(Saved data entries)
# # # # # # #

use super::*;

/// Tests detection of chefs already booked on the same event date.
///
/// A chef with an active assignment on another booking that day is busy; the
/// booking being matched and declined assignments are ignored.
///
/// Expected: Ok with only the chef holding the other active booking
#[tokio::test]
async fn finds_chefs_on_other_bookings_that_day() -> Result<(), AppError> {
    let test = TestBuilder::new().with_booking_tables().build().await.unwrap();
    let db = test.db.as_ref().unwrap();

    let date = (Utc::now() + Duration::days(20)).date_naive();
    let target = factory::booking::BookingFactory::new(db)
        .event_date(date)
        .build()
        .await?;
    let other = factory::booking::BookingFactory::new(db)
        .event_date(date)
        .build()
        .await?;

    let busy = factory::create_chef(db).await?;
    let declined = factory::create_chef(db).await?;
    let on_target = factory::create_chef(db).await?;

    factory::assignment::AssignmentFactory::chef(db, other.id, busy.id)
        .status(AssignmentStatus::Accepted)
        .build()
        .await?;
    factory::assignment::AssignmentFactory::chef(db, other.id, declined.id)
        .status(AssignmentStatus::Declined)
        .build()
        .await?;
    factory::assignment::AssignmentFactory::chef(db, target.id, on_target.id)
        .build()
        .await?;

    let result = AssignmentRepository::new(db)
        .get_chefs_busy_on(date, target.id)
        .await?;

    assert_eq!(result.len(), 1);
    assert!(result.contains(&busy.id));

    Ok(())
}
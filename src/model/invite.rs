use chrono::{DateTime, Utc};
use serde::{Deserialize, Serialize};
use utoipa::{IntoParams, ToSchema};

use crate::model::user::UserRoleDto;

#[derive(Debug, Clone, Copy, PartialEq, Eq, Serialize, Deserialize, ToSchema)]
#[serde(rename_all = "snake_case")]
pub enum InviteStatusDto {
    Pending,
    Accepted,
    Revoked,
    /// Pending invite whose expiry has passed.
    Expired,
}

#[derive(Debug, Clone, PartialEq, Serialize, Deserialize, ToSchema)]
pub struct InviteDto {
    pub id: i32,
    pub email: String,
    pub role: UserRoleDto,
    pub status: InviteStatusDto,
    pub phone: Option<String>,
    pub expires_at: DateTime<Utc>,
    pub last_sent_at: Option<DateTime<Utc>>,
    pub send_count: i32,
    pub accepted_user_id: Option<i32>,
    pub created_at: DateTime<Utc>,
}

/// Result of creating or resending an invite.
#[derive(Debug, Clone, Serialize, Deserialize, ToSchema)]
pub struct InviteResultDto {
    pub invite: InviteDto,
    /// Whether this call created the invite.
    pub created: bool,
    /// Whether an invite message was sent by this call.
    pub sent: bool,
}

#[derive(Debug, Clone, Serialize, Deserialize, ToSchema)]
pub struct CreateInviteDto {
    pub email: String,
    pub role: UserRoleDto,
    pub phone: Option<String>,
}

/// Invite details visible to the invitee before accepting.
#[derive(Debug, Clone, Serialize, Deserialize, ToSchema)]
pub struct PublicInviteDto {
    pub email: String,
    pub role: UserRoleDto,
    pub expires_at: DateTime<Utc>,
}

#[derive(Debug, Clone, Serialize, Deserialize, ToSchema)]
pub struct AcceptInviteDto {
    pub name: String,
    pub phone: Option<String>,
}

#[derive(Debug, Clone, Deserialize, IntoParams)]
#[into_params(parameter_in = Query)]
pub struct InviteFilterQuery {
    /// Only invites with this status; `expired` selects pending invites past their expiry
    pub status: Option<InviteStatusDto>,
}
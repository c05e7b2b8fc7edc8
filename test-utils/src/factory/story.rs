//! Story factory.

use crate::factory::helpers::next_id;
use chrono::Utc;
use sea_orm::{ActiveModelTrait, ActiveValue, DatabaseConnection, DbErr};

/// Creates a story with a unique slug.
///
/// # Arguments
/// - `db` - Database connection
/// - `published` - Whether the story is published (sets `published_at` to now)
pub async fn create_story(
    db: &DatabaseConnection,
    published: bool,
) -> Result<entity::story::Model, DbErr> {
    let id = next_id();
    let now = Utc::now();

    entity::story::ActiveModel {
        id: ActiveValue::NotSet,
        title: ActiveValue::Set(format!("Story {}", id)),
        slug: ActiveValue::Set(format!("story-{}", id)),
        excerpt: ActiveValue::Set(None),
        body: ActiveValue::Set("Harvest **season** is here.".to_string()),
        author_id: ActiveValue::Set(None),
        published: ActiveValue::Set(published),
        featured: ActiveValue::Set(false),
        published_at: ActiveValue::Set(published.then_some(now)),
        created_at: ActiveValue::Set(now),
        updated_at: ActiveValue::Set(now),
    }
    .insert(db)
    .await
}
//! Payout data repository.
//!
//! There is at most one payout row per assignment. Each transfer attempt reuses the
//! row, so retries never produce a second payout record.

use chrono::Utc;
use entity::sea_orm_active_enums::{PayoutStatus, ProviderKind};
use sea_orm::{
    ActiveModelTrait, ActiveValue, ColumnTrait, DatabaseConnection, DbErr, EntityTrait,
    PaginatorTrait, QueryFilter, QueryOrder,
};

use crate::server::model::{
    assignment::ProviderRef,
    payout::{Payout, PayoutAttemptParams},
};

pub struct PayoutRepository<'a> {
    db: &'a DatabaseConnection,
}

impl<'a> PayoutRepository<'a> {
    pub fn new(db: &'a DatabaseConnection) -> Self {
        Self { db }
    }

    pub async fn find_by_assignment(&self, assignment_id: i32) -> Result<Option<Payout>, DbErr> {
        let entity = entity::prelude::Payout::find()
            .filter(entity::payout::Column::AssignmentId.eq(assignment_id))
            .one(self.db)
            .await?;

        Ok(entity.map(Payout::from_entity))
    }

    /// Records the start of a transfer attempt.
    ///
    /// Inserts a `pending` payout for the assignment, or resets the existing one to
    /// `pending` with refreshed destination and amount. Either way `attempts` is
    /// incremented and any previous failure reason is cleared.
    ///
    /// # Returns
    /// - `Ok(Payout)` - The pending payout row
    /// - `Err(DbErr)` - Database error
    pub async fn begin_attempt(&self, params: PayoutAttemptParams) -> Result<Payout, DbErr> {
        let now = Utc::now();

        let existing = entity::prelude::Payout::find()
            .filter(entity::payout::Column::AssignmentId.eq(params.assignment_id))
            .one(self.db)
            .await?;

        let entity = match existing {
            Some(payout) => {
                let attempts = payout.attempts + 1;
                let mut active_model: entity::payout::ActiveModel = payout.into();
                active_model.destination = ActiveValue::Set(params.destination);
                active_model.amount_cents = ActiveValue::Set(params.amount_cents);
                active_model.currency = ActiveValue::Set(params.currency);
                active_model.status = ActiveValue::Set(PayoutStatus::Pending);
                active_model.failure_reason = ActiveValue::Set(None);
                active_model.attempts = ActiveValue::Set(attempts);
                active_model.updated_at = ActiveValue::Set(now);
                active_model.update(self.db).await?
            }
            None => {
                entity::payout::ActiveModel {
                    assignment_id: ActiveValue::Set(params.assignment_id),
                    booking_id: ActiveValue::Set(params.booking_id),
                    kind: ActiveValue::Set(params.kind),
                    destination: ActiveValue::Set(params.destination),
                    amount_cents: ActiveValue::Set(params.amount_cents),
                    currency: ActiveValue::Set(params.currency),
                    status: ActiveValue::Set(PayoutStatus::Pending),
                    transfer_id: ActiveValue::Set(None),
                    failure_reason: ActiveValue::Set(None),
                    attempts: ActiveValue::Set(1),
                    created_at: ActiveValue::Set(now),
                    updated_at: ActiveValue::Set(now),
                    ..Default::default()
                }
                .insert(self.db)
                .await?
            }
        };

        Ok(Payout::from_entity(entity))
    }

    pub async fn mark_paid(&self, id: i32, transfer_id: String) -> Result<Payout, DbErr> {
        let mut active_model = active_model_for(self.db, id).await?;
        active_model.status = ActiveValue::Set(PayoutStatus::Paid);
        active_model.transfer_id = ActiveValue::Set(Some(transfer_id));
        active_model.failure_reason = ActiveValue::Set(None);
        active_model.updated_at = ActiveValue::Set(Utc::now());

        Ok(Payout::from_entity(active_model.update(self.db).await?))
    }

    pub async fn mark_failed(&self, id: i32, reason: String) -> Result<Payout, DbErr> {
        let mut active_model = active_model_for(self.db, id).await?;
        active_model.status = ActiveValue::Set(PayoutStatus::Failed);
        active_model.failure_reason = ActiveValue::Set(Some(reason));
        active_model.updated_at = ActiveValue::Set(Utc::now());

        Ok(Payout::from_entity(active_model.update(self.db).await?))
    }

    /// Gets paginated payouts, most recently updated first.
    ///
    /// # Returns
    /// - `Ok((payouts, total))` - Payouts for the requested page and total matching count
    pub async fn get_paginated(
        &self,
        status: Option<PayoutStatus>,
        page: u64,
        per_page: u64,
    ) -> Result<(Vec<Payout>, u64), DbErr> {
        let mut query = entity::prelude::Payout::find();
        if let Some(status) = status {
            query = query.filter(entity::payout::Column::Status.eq(status));
        }

        let paginator = query
            .order_by_desc(entity::payout::Column::UpdatedAt)
            .order_by_desc(entity::payout::Column::Id)
            .paginate(self.db, per_page);

        let total = paginator.num_items().await?;
        let payouts = paginator
            .fetch_page(page)
            .await?
            .into_iter()
            .map(Payout::from_entity)
            .collect();

        Ok((payouts, total))
    }

    /// Gets every payout made to a provider, newest first.
    pub async fn get_by_provider(&self, provider: ProviderRef) -> Result<Vec<Payout>, DbErr> {
        let provider_column = match provider.kind {
            ProviderKind::Chef => entity::assignment::Column::ChefId,
            ProviderKind::Farmer => entity::assignment::Column::FarmerId,
        };

        let rows = entity::prelude::Payout::find()
            .filter(entity::payout::Column::Kind.eq(provider.kind))
            .find_also_related(entity::prelude::Assignment)
            .filter(provider_column.eq(provider.id))
            .order_by_desc(entity::payout::Column::CreatedAt)
            .order_by_desc(entity::payout::Column::Id)
            .all(self.db)
            .await?;

        Ok(rows
            .into_iter()
            .map(|(payout, _)| Payout::from_entity(payout))
            .collect())
    }
}

async fn active_model_for(
    db: &DatabaseConnection,
    id: i32,
) -> Result<entity::payout::ActiveModel, DbErr> {
    let payout = entity::prelude::Payout::find_by_id(id)
        .one(db)
        .await?
        .ok_or(DbErr::RecordNotFound(format!(
            "Payout with id {} not found",
            id
        )))?;

    Ok(payout.into())
}
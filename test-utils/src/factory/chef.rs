//! Chef factory for creating test chef profiles.

use crate::factory::helpers::next_id;
use chrono::Utc;
use entity::sea_orm_active_enums::ChefTier;
use sea_orm::{ActiveModelTrait, ActiveValue, DatabaseConnection, DbErr};

/// Factory for creating test chefs with customizable fields.
pub struct ChefFactory<'a> {
    db: &'a DatabaseConnection,
    user_id: Option<i32>,
    name: String,
    email: String,
    phone: Option<String>,
    tier: ChefTier,
    payout_account_id: Option<String>,
    payout_account_active: bool,
    active: bool,
}

impl<'a> ChefFactory<'a> {
    /// Creates a new ChefFactory with default values.
    ///
    /// Defaults:
    /// - name: `"Chef {id}"`, email `"chef{id}@example.com"`
    /// - tier: `ChefTier::Certified`
    /// - no payout account, active
    pub fn new(db: &'a DatabaseConnection) -> Self {
        let id = next_id();
        Self {
            db,
            user_id: None,
            name: format!("Chef {}", id),
            email: format!("chef{}@example.com", id),
            phone: None,
            tier: ChefTier::Certified,
            payout_account_id: None,
            payout_account_active: false,
            active: true,
        }
    }

    pub fn user_id(mut self, user_id: i32) -> Self {
        self.user_id = Some(user_id);
        self
    }

    pub fn name(mut self, name: impl Into<String>) -> Self {
        self.name = name.into();
        self
    }

    pub fn phone(mut self, phone: impl Into<String>) -> Self {
        self.phone = Some(phone.into());
        self
    }

    pub fn tier(mut self, tier: ChefTier) -> Self {
        self.tier = tier;
        self
    }

    /// Sets the payout account ID and whether it is active.
    pub fn payout_account(mut self, account_id: impl Into<String>, active: bool) -> Self {
        self.payout_account_id = Some(account_id.into());
        self.payout_account_active = active;
        self
    }

    pub fn active(mut self, active: bool) -> Self {
        self.active = active;
        self
    }

    /// Builds and inserts the chef entity into the database.
    pub async fn build(self) -> Result<entity::chef::Model, DbErr> {
        entity::chef::ActiveModel {
            id: ActiveValue::NotSet,
            user_id: ActiveValue::Set(self.user_id),
            name: ActiveValue::Set(self.name),
            email: ActiveValue::Set(self.email),
            phone: ActiveValue::Set(self.phone),
            tier: ActiveValue::Set(self.tier),
            specialties: ActiveValue::Set(None),
            payout_account_id: ActiveValue::Set(self.payout_account_id),
            payout_account_active: ActiveValue::Set(self.payout_account_active),
            active: ActiveValue::Set(self.active),
            created_at: ActiveValue::Set(Utc::now()),
        }
        .insert(self.db)
        .await
    }
}

/// Creates a chef with default values.
pub async fn create_chef(db: &DatabaseConnection) -> Result<entity::chef::Model, DbErr> {
    ChefFactory::new(db).build().await
}
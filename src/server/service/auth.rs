//! Passwordless login with emailed one-time codes.
//!
//! A login code is six digits, stored only as a SHA-256 hash, valid for ten minutes,
//! and dies after five wrong guesses. Requesting a code never reveals whether the
//! email belongs to an account.

use chrono::{Duration, Utc};
use sea_orm::DatabaseConnection;

use crate::server::{
    data::{login_code::LoginCodeRepository, user::UserRepository},
    error::{auth::AuthError, AppError},
    model::user::{User, LOGIN_CODE_TTL_MINUTES, MAX_LOGIN_ATTEMPTS},
    provider::notify::{send_email_best_effort, Notifier},
    util::{
        token::{generate_login_code, hash_code},
        validate::normalize_email,
    },
};

pub struct AuthService<'a> {
    db: &'a DatabaseConnection,
    notifier: &'a dyn Notifier,
}

impl<'a> AuthService<'a> {
    pub fn new(db: &'a DatabaseConnection, notifier: &'a dyn Notifier) -> Self {
        Self { db, notifier }
    }

    /// Issues a login code and emails it, if the email belongs to a user.
    ///
    /// Unknown emails are silently ignored so callers cannot probe for accounts.
    ///
    /// # Arguments
    /// - `email` - Address the user signs in with
    ///
    /// # Returns
    /// - `Ok(())` - Request handled (whether or not a code was sent)
    /// - `Err(AppError::DbErr)` - Database error
    pub async fn request_login(&self, email: &str) -> Result<(), AppError> {
        let email = normalize_email(email);

        let Some(user) = UserRepository::new(self.db).find_by_email(&email).await? else {
            tracing::debug!("Login requested for unknown email");
            return Ok(());
        };

        let code = generate_login_code();
        let expires_at = Utc::now() + Duration::minutes(LOGIN_CODE_TTL_MINUTES);

        LoginCodeRepository::new(self.db)
            .create(user.id, hash_code(&code), expires_at)
            .await?;

        let body = format!(
            "Your Bornfidis Provisions login code is {}. It expires in {} minutes.",
            code, LOGIN_CODE_TTL_MINUTES
        );
        send_email_best_effort(self.notifier, &user.email, "Your login code", &body).await;

        Ok(())
    }

    /// Checks a login code and consumes it on success.
    ///
    /// Only the newest live code is considered. A wrong code counts against it; once
    /// the attempt limit is reached the code is rejected even if correct.
    ///
    /// # Returns
    /// - `Ok(User)` - Code matched; caller stores the user in the session
    /// - `Err(AuthError::InvalidLoginCode)` - Unknown email, no live code, too many
    ///   attempts, or wrong code
    pub async fn verify_login(&self, email: &str, code: &str) -> Result<User, AppError> {
        let email = normalize_email(email);
        let now = Utc::now();

        let user = UserRepository::new(self.db)
            .find_by_email(&email)
            .await?
            .ok_or(AuthError::InvalidLoginCode)?;

        let codes = LoginCodeRepository::new(self.db);
        let login_code = codes
            .find_active(user.id, now)
            .await?
            .ok_or(AuthError::InvalidLoginCode)?;

        if login_code.attempts >= MAX_LOGIN_ATTEMPTS {
            return Err(AuthError::InvalidLoginCode.into());
        }

        if login_code.code_hash != hash_code(code) {
            let attempts = codes.record_failed_attempt(login_code).await?;
            tracing::info!(
                "Wrong login code for user {} (attempt {} of {})",
                user.id,
                attempts,
                MAX_LOGIN_ATTEMPTS
            );
            return Err(AuthError::InvalidLoginCode.into());
        }

        codes.consume(login_code).await?;

        Ok(user)
    }
}
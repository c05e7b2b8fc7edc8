//! Request body validation.
//!
//! DTOs implement [`Validate`] in the server model layer. Checks accumulate in a
//! [`Validator`] so a single response reports every invalid field at once.

use std::fmt::Display;

use crate::server::error::validation::{FieldError, ValidationError};

/// Request payload that can check its own field constraints.
pub trait Validate {
    fn validate(&self) -> Result<(), ValidationError>;
}

/// Accumulates field errors across multiple checks.
#[derive(Debug, Default)]
pub struct Validator {
    fields: Vec<FieldError>,
}

impl Validator {
    pub fn new() -> Self {
        Self::default()
    }

    /// Records an error for `field` when `ok` is false.
    pub fn check(&mut self, field: &str, ok: bool, message: &str) -> &mut Self {
        if !ok {
            self.fields.push(FieldError {
                field: field.to_string(),
                message: message.to_string(),
            });
        }
        self
    }

    /// Value must contain at least one non-whitespace character and at most `max` characters.
    pub fn required(&mut self, field: &str, value: &str, max: usize) -> &mut Self {
        let trimmed = value.trim();
        if trimmed.is_empty() {
            return self.check(field, false, "is required");
        }
        self.check(
            field,
            trimmed.chars().count() <= max,
            &format!("must be at most {} characters", max),
        )
    }

    pub fn email(&mut self, field: &str, value: &str) -> &mut Self {
        self.check(field, is_email(value), "must be a valid email address")
    }

    /// Optional phone number; absent or blank values pass.
    pub fn phone(&mut self, field: &str, value: Option<&str>) -> &mut Self {
        match value.map(str::trim).filter(|v| !v.is_empty()) {
            Some(phone) => self.check(field, is_phone(phone), "must be a valid phone number"),
            None => self,
        }
    }

    /// Value must fall within `min..=max`.
    pub fn range<T: PartialOrd + Display>(
        &mut self,
        field: &str,
        value: T,
        min: T,
        max: T,
    ) -> &mut Self {
        let message = format!("must be between {} and {}", min, max);
        self.check(field, value >= min && value <= max, &message)
    }

    pub fn finish(&mut self) -> Result<(), ValidationError> {
        if self.fields.is_empty() {
            Ok(())
        } else {
            Err(ValidationError {
                fields: std::mem::take(&mut self.fields),
            })
        }
    }
}

/// Loose email shape check: `local@domain.tld` without whitespace.
pub fn is_email(value: &str) -> bool {
    let value = value.trim();
    if value.chars().any(char::is_whitespace) {
        return false;
    }

    let Some((local, domain)) = value.split_once('@') else {
        return false;
    };

    !local.is_empty()
        && !domain.contains('@')
        && domain.contains('.')
        && !domain.starts_with('.')
        && !domain.ends_with('.')
        && !domain.contains("..")
}

/// Phone numbers may use `+`, spaces, dashes, dots and parentheses around 7 to 15 digits.
pub fn is_phone(value: &str) -> bool {
    let value = value.trim();
    let body = value.strip_prefix('+').unwrap_or(value);

    if !body
        .chars()
        .all(|c| c.is_ascii_digit() || matches!(c, ' ' | '-' | '.' | '(' | ')'))
    {
        return false;
    }

    let digits = body.chars().filter(char::is_ascii_digit).count();
    (7..=15).contains(&digits)
}

/// Normalizes an email address for storage and lookup.
pub fn normalize_email(value: &str) -> String {
    value.trim().to_lowercase()
}

/// Trims an optional string, mapping blank values to `None`.
pub fn non_blank(value: Option<String>) -> Option<String> {
    value
        .map(|v| v.trim().to_string())
        .filter(|v| !v.is_empty())
}
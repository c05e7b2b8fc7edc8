//! Factory methods for creating test data.
//!
//! Each entity has its own factory module with both a `Factory` struct for customization
//! and a `create_*` convenience function for quick default creation. Factories insert
//! into the database, so the relevant tables must exist in the test context.
//!
//! # Basic Usage
//!
//! ```rust,ignore
//! use test_utils::factory;
//!
//! let chef = factory::create_chef(&db).await?;
//! let booking = factory::create_booking(&db).await?;
//!
//! let (booking, chef, assignment) =
//!     factory::helpers::create_confirmed_chef_assignment(&db, 50_00).await?;
//! ```
//!
//! # Customization
//!
//! ```rust,ignore
//! let chef = factory::chef::ChefFactory::new(&db)
//!     .tier(ChefTier::Master)
//!     .payout_account("acct_123", true)
//!     .build()
//!     .await?;
//! ```

pub mod assignment;
pub mod booking;
pub mod chef;
pub mod farmer;
pub mod helpers;
pub mod ingredient;
pub mod invite;
pub mod story;
pub mod user;

pub use assignment::{create_chef_assignment, create_farmer_assignment};
pub use booking::create_booking;
pub use chef::create_chef;
pub use farmer::create_farmer;
pub use ingredient::create_ingredient;
pub use invite::create_invite;
pub use story::create_story;
pub use user::create_user;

# # # # # # #

Task: Nothing but the lines from the one containing "pub mod chef;" to the end of the records above should appear, each copied exactly.

Answer to the problem:
pub mod chef;
pub mod farmer;
pub mod helpers;
pub mod ingredient;
pub mod invite;
pub mod story;
pub mod user;

pub use assignment::{create_chef_assignment, create_farmer_assignment};
pub use booking::create_booking;
pub use chef::create_chef;
pub use farmer::create_farmer;
pub use ingredient::create_ingredient;
pub use invite::create_invite;
pub use story::create_story;
pub use user::create_user;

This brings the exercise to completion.